<<<<
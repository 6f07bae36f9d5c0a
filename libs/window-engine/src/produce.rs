use std::sync::Arc;
use std::time::Duration;

use busview_api::{Delivery, RecordPublisher};

use crate::error::ProduceError;

pub const DEFAULT_PRODUCE_TIMEOUT: Duration = Duration::from_secs(30);

/// Publishes on behalf of a request task and waits for the broker's
/// acknowledgment, bounded by `timeout`.
///
/// No retries: a rejected or timed-out publish is returned as is.
/// Delivery guarantees (acks, idempotence) belong to the publisher's
/// own configuration.
#[derive(Clone)]
pub struct ProduceGateway {
    publisher: Arc<dyn RecordPublisher>,
    timeout: Duration,
}

impl ProduceGateway {
    pub fn new(publisher: Arc<dyn RecordPublisher>, timeout: Duration) -> Self {
        Self { publisher, timeout }
    }

    pub fn timeout(&self) -> Duration {
        self.timeout
    }

    /// Publish `value`, keyed unless `key` is absent or empty.
    ///
    /// An empty value never reaches the transport.
    pub async fn send(&self, key: Option<&str>, value: &str) -> Result<Delivery, ProduceError> {
        if value.is_empty() {
            return Err(ProduceError::EmptyValue);
        }
        let key = key.filter(|k| !k.is_empty());

        match tokio::time::timeout(self.timeout, self.publisher.publish(key, value)).await {
            Ok(Ok(delivery)) => {
                tracing::debug!(
                    key = ?key,
                    partition = delivery.partition,
                    offset = delivery.offset,
                    "produced"
                );
                Ok(delivery)
            }
            Ok(Err(e)) => {
                tracing::warn!(key = ?key, error = ?e, "publish rejected");
                Err(ProduceError::Failed(e))
            }
            Err(_) => {
                tracing::warn!(key = ?key, timeout = ?self.timeout, "publish timed out");
                Err(ProduceError::Timeout(self.timeout))
            }
        }
    }
}
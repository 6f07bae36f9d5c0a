mod config;
mod error;

use clap::Parser;
use config::{Cli, ServerConfig};

mod cmd;

#[tokio::main]
async fn main() {
    tracing_subscriber::fmt()
        .with_env_filter(
            tracing_subscriber::EnvFilter::try_from_default_env()
                .unwrap_or_else(|_| "info".into()),
        )
        .init();

    let cli = Cli::parse();
    let result = match ServerConfig::from_cli(&cli) {
        Ok(config) => cmd::serve::run(config).await,
        Err(e) => Err(e),
    };
    if let Err(e) = result {
        eprintln!("Error: {e}");
        std::process::exit(1);
    }
}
>>>>
Repeat, word for word, every line from the line that contains "async fn main()" to the end of the entries; include both of those lines and no others.

- **Reply**:
async fn main() {
    tracing_subscriber::fmt()
        .with_env_filter(
            tracing_subscriber::EnvFilter::try_from_default_env()
                .unwrap_or_else(|_| "info".into()),
        )
        .init();

    let cli = Cli::parse();
    let result = match ServerConfig::from_cli(&cli) {
        Ok(config) => cmd::serve::run(config).await,
        Err(e) => Err(e),
    };
    if let Err(e) = result {
        eprintln!("Error: {e}");
        std::process::exit(1);
    }
}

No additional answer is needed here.